Mechanism of Ciliary Motion

The ciliary structures were first seen in 1647 by Antonie Leeuwenhoek while observing the protozoans. In lower organisms, these appendages are responsible for cell movement, while in higher organisms, these appendages help in the movement of the extracellular fluids within the body cavities.

The cilia are made up of microtubules in a 9+2 arrangement, with nine microtubule doublet ring bundles, surrounding a pair of central singlet microtubule bundles. The doublet microtubule bundles are connected by nexin protein and axonemal dyneins. Radial spokes connect these outer doublet microtubules to the inner central pair. The coordinated movement of axonemal dyneins is responsible for the characteristic whip-like movement of the cilia. This characteristic ciliary movement is explained by the switch inhibition or switch-point mechanism proposed by Wais-Steider and Satir in 1979. The model suggests that during the ciliary motion, only half of the dyneins are active at a given time, while the other remains inactive. The axonemal dyneins on either side alternately switch between active and inactive forms to propel the ciliary motion. The sliding microtubules within the cilia require energy from ATP hydrolysis within the heavy chain domain of the axonemal dyneins.
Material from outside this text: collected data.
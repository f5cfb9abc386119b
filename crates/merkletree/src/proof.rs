//! Compact existence / non-existence proofs.
//!
//! Wire format:
//! `flags(1) ‖ levels(1) ‖ bitmap(30) ‖ siblings(32·k) ‖ [aux_hi(32) ‖ aux_hv(32)]`
//!
//! - flags bit0: non-existence, bit1: aux leaf attached (only with bit0)
//! - bitmap bit for level `i` is bit `i % 8` of byte `29 - i / 8`, set when the
//!   sibling at that level is not empty
//! - siblings: the non-empty ones, deepest level first. The deepest traversed
//!   level always has one, so its bitmap bit must be set

use std::fmt;

use serde::{Deserialize, Deserializer, Serialize, Serializer};

use crate::crypto;
use crate::smt::path_bit;
use crate::types::decode_hex;
use crate::{Hash32, MerkletreeError, Result, EMPTY_HASH};

pub const BITMAP_BYTES: usize = 30;
pub const MAX_PROOF_LEVELS: usize = BITMAP_BYTES * 8;

const FLAG_NON_EXISTENCE: u8 = 0x01;
const FLAG_AUX_LEAF: u8 = 0x02;
const HEADER_BYTES: usize = 2 + BITMAP_BYTES;

/// Leaf found where the queried key would have been
#[derive(Clone, Copy, Debug, PartialEq, Eq)]
pub struct AuxLeaf {
    pub hi: Hash32,
    pub hv: Hash32,
}

#[derive(Clone, Debug, PartialEq, Eq)]
pub struct Proof {
    existence: bool,
    levels: u8,
    bitmap: [u8; BITMAP_BYTES],
    /// deepest level first
    siblings: Vec<Hash32>,
    aux: Option<AuxLeaf>,
}

impl Proof {
    /// `not_empty[i]` flags level `i`; `siblings` are in walk order (root first)
    pub(crate) fn existence(not_empty: &[bool], siblings: Vec<Hash32>) -> Self {
        Self::build(true, not_empty, siblings, None)
    }

    pub(crate) fn non_existence(
        not_empty: &[bool],
        siblings: Vec<Hash32>,
        aux: Option<(Hash32, Hash32)>,
    ) -> Self {
        Self::build(false, not_empty, siblings, aux.map(|(hi, hv)| AuxLeaf { hi, hv }))
    }

    fn build(
        existence: bool,
        not_empty: &[bool],
        mut siblings: Vec<Hash32>,
        aux: Option<AuxLeaf>,
    ) -> Self {
        let mut bitmap = [0u8; BITMAP_BYTES];
        for (lvl, _) in not_empty.iter().enumerate().filter(|(_, set)| **set) {
            set_bitmap_bit(&mut bitmap, lvl);
        }
        siblings.reverse();
        Self {
            existence,
            levels: not_empty.len() as u8,
            bitmap,
            siblings,
            aux,
        }
    }

    pub fn is_existence(&self) -> bool {
        self.existence
    }

    /// Number of levels walked before the terminal node
    pub fn levels(&self) -> u8 {
        self.levels
    }

    /// Non-empty siblings, deepest level first
    pub fn siblings(&self) -> &[Hash32] {
        &self.siblings
    }

    pub fn aux(&self) -> Option<&AuxLeaf> {
        self.aux.as_ref()
    }

    pub fn flags(&self) -> u8 {
        match (self.existence, self.aux.is_some()) {
            (true, _) => 0,
            (false, false) => FLAG_NON_EXISTENCE,
            (false, true) => FLAG_NON_EXISTENCE | FLAG_AUX_LEAF,
        }
    }

    pub fn to_bytes(&self) -> Vec<u8> {
        let mut out = Vec::with_capacity(
            HEADER_BYTES + 32 * self.siblings.len() + if self.aux.is_some() { 64 } else { 0 },
        );
        out.push(self.flags());
        out.push(self.levels);
        out.extend_from_slice(&self.bitmap);
        for sibling in &self.siblings {
            out.extend_from_slice(sibling);
        }
        if let Some(aux) = &self.aux {
            out.extend_from_slice(&aux.hi);
            out.extend_from_slice(&aux.hv);
        }
        out
    }

    /// Strict decode: every byte must be meaningful
    pub fn from_bytes(bytes: &[u8]) -> Result<Self> {
        if bytes.len() < HEADER_BYTES {
            return Err(MerkletreeError::InvalidProof);
        }
        let flags = bytes[0];
        if flags & !(FLAG_NON_EXISTENCE | FLAG_AUX_LEAF) != 0 || flags == FLAG_AUX_LEAF {
            return Err(MerkletreeError::InvalidProof);
        }
        let levels = bytes[1];
        if levels as usize > MAX_PROOF_LEVELS {
            return Err(MerkletreeError::InvalidProof);
        }

        let mut bitmap = [0u8; BITMAP_BYTES];
        bitmap.copy_from_slice(&bytes[2..HEADER_BYTES]);
        let mut count = 0;
        for lvl in 0..MAX_PROOF_LEVELS {
            if bitmap_bit(&bitmap, lvl) {
                if lvl >= levels as usize {
                    return Err(MerkletreeError::InvalidProof);
                }
                count += 1;
            }
        }
        // a walk never ends below an empty sibling
        if levels > 0 && !bitmap_bit(&bitmap, levels as usize - 1) {
            return Err(MerkletreeError::InvalidProof);
        }

        let has_aux = flags & FLAG_AUX_LEAF != 0;
        let expected = HEADER_BYTES + 32 * count + if has_aux { 64 } else { 0 };
        if bytes.len() != expected {
            return Err(MerkletreeError::InvalidProof);
        }

        let body = &bytes[HEADER_BYTES..];
        let siblings: Vec<Hash32> = body
            .chunks_exact(32)
            .take(count)
            .map(|c| {
                let mut h = [0u8; 32];
                h.copy_from_slice(c);
                h
            })
            .collect();
        let aux = has_aux.then(|| {
            let tail = &body[32 * count..];
            let mut hi = [0u8; 32];
            let mut hv = [0u8; 32];
            hi.copy_from_slice(&tail[..32]);
            hv.copy_from_slice(&tail[32..]);
            AuxLeaf { hi, hv }
        });

        Ok(Self {
            existence: flags & FLAG_NON_EXISTENCE == 0,
            levels,
            bitmap,
            siblings,
            aux,
        })
    }

    pub fn to_hex(&self) -> String {
        format!("0x{}", hex::encode(self.to_bytes()))
    }

    pub fn from_hex(s: &str) -> Result<Self> {
        Self::from_bytes(&decode_hex(s)?)
    }

    /// Recompute the root this proof commits to for `(hi, hv)`.
    /// `hv` is ignored for non-existence proofs.
    pub fn root_from_proof(&self, hi: &Hash32, hv: &Hash32) -> Result<Hash32> {
        let levels = self.levels as usize;
        let mut current = match (&self.aux, self.existence) {
            (_, true) => crypto::hash_leaf(hi, hv)?,
            (Some(aux), false) => {
                let shares_path = (0..levels).all(|lvl| path_bit(&aux.hi, lvl) == path_bit(hi, lvl));
                if aux.hi == *hi || !shares_path {
                    return Err(MerkletreeError::InvalidProof);
                }
                crypto::hash_leaf(&aux.hi, &aux.hv)?
            }
            (None, false) => EMPTY_HASH,
        };

        let mut siblings = self.siblings.iter();
        for lvl in (0..levels).rev() {
            let sibling = if bitmap_bit(&self.bitmap, lvl) {
                *siblings.next().ok_or(MerkletreeError::InvalidProof)?
            } else {
                EMPTY_HASH
            };
            current = if path_bit(hi, lvl) {
                crypto::hash_internal_or_empty(&sibling, &current)?
            } else {
                crypto::hash_internal_or_empty(&current, &sibling)?
            };
        }
        if siblings.next().is_some() {
            return Err(MerkletreeError::InvalidProof);
        }
        Ok(current)
    }

    pub fn verify(&self, root: &Hash32, hi: &Hash32, hv: &Hash32) -> bool {
        matches!(self.root_from_proof(hi, hv), Ok(computed) if computed == *root)
    }
}

/// Check a wire-format proof. Malformed input is simply `false`.
pub fn check_proof(root: &Hash32, proof: &[u8], hi: &Hash32, hv: &Hash32) -> bool {
    match Proof::from_bytes(proof) {
        Ok(p) => p.verify(root, hi, hv),
        Err(_) => false,
    }
}

fn bitmap_bit(bitmap: &[u8; BITMAP_BYTES], lvl: usize) -> bool {
    (bitmap[BITMAP_BYTES - 1 - lvl / 8] >> (lvl % 8)) & 1 == 1
}

fn set_bitmap_bit(bitmap: &mut [u8; BITMAP_BYTES], lvl: usize) {
    bitmap[BITMAP_BYTES - 1 - lvl / 8] |= 1 << (lvl % 8);
}

impl fmt::Display for Proof {
    fn fmt(&self, f: &mut fmt::Formatter<'_>) -> fmt::Result {
        f.write_str(&self.to_hex())
    }
}

impl Serialize for Proof {
    fn serialize<S: Serializer>(&self, serializer: S) -> std::result::Result<S::Ok, S::Error> {
        serializer.serialize_str(&self.to_hex())
    }
}

impl<'de> Deserialize<'de> for Proof {
    fn deserialize<D: Deserializer<'de>>(deserializer: D) -> std::result::Result<Self, D::Error> {
        let s = String::deserialize(deserializer)?;
        Proof::from_hex(&s).map_err(serde::de::Error::custom)
    }
}
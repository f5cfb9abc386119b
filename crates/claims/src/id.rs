use std::fmt;

use serde::{Deserialize, Deserializer, Serialize, Serializer};

use crate::{ClaimsError, Result};

pub const ID_BYTES: usize = 31;

/// Identity identifier (31 bytes, fits in one field element)
#[derive(Clone, Copy, Debug, PartialEq, Eq, Hash)]
pub struct Id([u8; ID_BYTES]);

impl Id {
    pub fn from_bytes(bytes: &[u8]) -> Result<Self> {
        let id: [u8; ID_BYTES] = bytes.try_into().map_err(|_| {
            ClaimsError::InvalidField(format!("id must be {ID_BYTES} bytes, got {}", bytes.len()))
        })?;
        Ok(Self(id))
    }

    pub fn from_hex(s: &str) -> Result<Self> {
        let s = s.strip_prefix("0x").unwrap_or(s);
        let bytes = hex::decode(s).map_err(|e| ClaimsError::InvalidField(format!("id: {e}")))?;
        Self::from_bytes(&bytes)
    }

    pub fn as_bytes(&self) -> &[u8; ID_BYTES] {
        &self.0
    }

    pub fn to_hex(&self) -> String {
        format!("0x{}", hex::encode(self.0))
    }
}

impl From<[u8; ID_BYTES]> for Id {
    fn from(bytes: [u8; ID_BYTES]) -> Self {
        Self(bytes)
    }
}

impl fmt::Display for Id {
    fn fmt(&self, f: &mut fmt::Formatter<'_>) -> fmt::Result {
        f.write_str(&self.to_hex())
    }
}

impl Serialize for Id {
    fn serialize<S: Serializer>(&self, serializer: S) -> std::result::Result<S::Ok, S::Error> {
        serializer.serialize_str(&self.to_hex())
    }
}

impl<'de> Deserialize<'de> for Id {
    fn deserialize<D: Deserializer<'de>>(deserializer: D) -> std::result::Result<Self, D::Error> {
        let s = String::deserialize(deserializer)?;
        Id::from_hex(&s).map_err(serde::de::Error::custom)
    }
}

#[cfg(test)]
mod tests {
    use super::*;

    #[test]
    fn test_id_length() {
        assert!(Id::from_bytes(&[1u8; 31]).is_ok());
        assert!(matches!(Id::from_bytes(&[1u8; 32]), Err(ClaimsError::InvalidField(_))));
        assert!(matches!(Id::from_bytes(&[]), Err(ClaimsError::InvalidField(_))));
    }

    #[test]
    fn test_id_hex() {
        let id = Id::from([0xab; 31]);
        let s = id.to_hex();
        assert_eq!(Id::from_hex(&s).unwrap(), id);
        assert!(Id::from_hex("0xnothex").is_err());
        assert!(Id::from_hex("0xabcd").is_err());
    }
}
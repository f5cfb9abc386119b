//! Elements of the BN254 scalar field (the base field of BabyJubjub).

use std::fmt;

use ark_bn254::Fr;
use ark_ff::{BigInteger, PrimeField};

use crate::{Hash32, MerkletreeError, Result};

/// Integer strictly below the field prime `p`
#[derive(Clone, Copy, Debug, Default, PartialEq, Eq, Hash)]
pub struct FieldElement(Fr);

impl FieldElement {
    pub fn zero() -> Self {
        Self(Fr::from(0u64))
    }

    /// Parse a 32-byte big-endian value. Values `>= p` are rejected, never reduced.
    pub fn from_bytes(bytes: &[u8; 32]) -> Result<Self> {
        if bytes.as_slice() >= modulus_bytes().as_slice() {
            return Err(MerkletreeError::OutOfField);
        }
        Ok(Self(Fr::from_be_bytes_mod_order(bytes)))
    }

    /// Big-endian bytes reduced modulo `p`. Identity for inputs already below `p`,
    /// e.g. anything of 31 bytes or fewer.
    pub fn from_be_bytes_mod_order(bytes: &[u8]) -> Self {
        Self(Fr::from_be_bytes_mod_order(bytes))
    }

    pub fn to_bytes(&self) -> [u8; 32] {
        let be = self.0.into_bigint().to_bytes_be();
        let mut out = [0u8; 32];
        out[32 - be.len()..].copy_from_slice(&be);
        out
    }

    pub(crate) fn into_inner(self) -> Fr {
        self.0
    }
}

impl From<u64> for FieldElement {
    fn from(v: u64) -> Self {
        Self(Fr::from(v))
    }
}

impl From<Fr> for FieldElement {
    fn from(v: Fr) -> Self {
        Self(v)
    }
}

impl TryFrom<&Hash32> for FieldElement {
    type Error = MerkletreeError;

    fn try_from(hash: &Hash32) -> Result<Self> {
        Self::from_bytes(hash)
    }
}

impl fmt::Display for FieldElement {
    fn fmt(&self, f: &mut fmt::Formatter<'_>) -> fmt::Result {
        write!(f, "0x{}", hex::encode(self.to_bytes()))
    }
}

/// Big-endian bytes of the field prime
pub fn modulus_bytes() -> [u8; 32] {
    let be = Fr::MODULUS.to_bytes_be();
    let mut out = [0u8; 32];
    out[32 - be.len()..].copy_from_slice(&be);
    out
}
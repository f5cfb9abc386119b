//! Typed identity claims packed into sparse Merkle tree entries
//!
//! Each claim kind has a fixed byte layout over the four entry elements.
//! The last 12 bytes of `e3` carry the version and type tag, so every claim
//! lands in the tree at a position determined by its kind and index fields.

pub mod claim;
pub mod id;
pub mod kinds;
pub mod schema;
pub mod store;

pub use claim::{parse_claim, Claim};
pub use id::{Id, ID_BYTES};
pub use kinds::*;
pub use schema::{claim_type_tag, claim_version, ClaimType, CLAIM_TYPE_BYTES, CLAIM_VERSION_BYTES};
pub use store::{ClaimProof, ClaimStore};

use merkletree::MerkletreeError;
use thiserror::Error;

#[derive(Debug, Error)]
pub enum ClaimsError {
    #[error("Invalid field: {0}")]
    InvalidField(String),

    #[error("Unknown claim type: {0}")]
    UnknownClaimType(u64),

    #[error("Batch insert failed at claim {index}: {source}")]
    Batch {
        index: usize,
        #[source]
        source: MerkletreeError,
    },

    #[error("Tree error: {0}")]
    Tree(#[from] MerkletreeError),
}

pub type Result<T> = std::result::Result<T, ClaimsError>;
Cilia in humans move rhythmically; they constantly remove waste materials such as dust, mucus, and bacteria through the airways, away from the lungs, and toward the mouth. Beating cilia on cells in the female fallopian tubes move egg cells from the ovary towards the uterus. A flagellum is an appendage larger than a cilium and specialized for cell locomotion. In humans, sperms are the only flagellated cell that must propel themselves towards female egg cells during fertilization.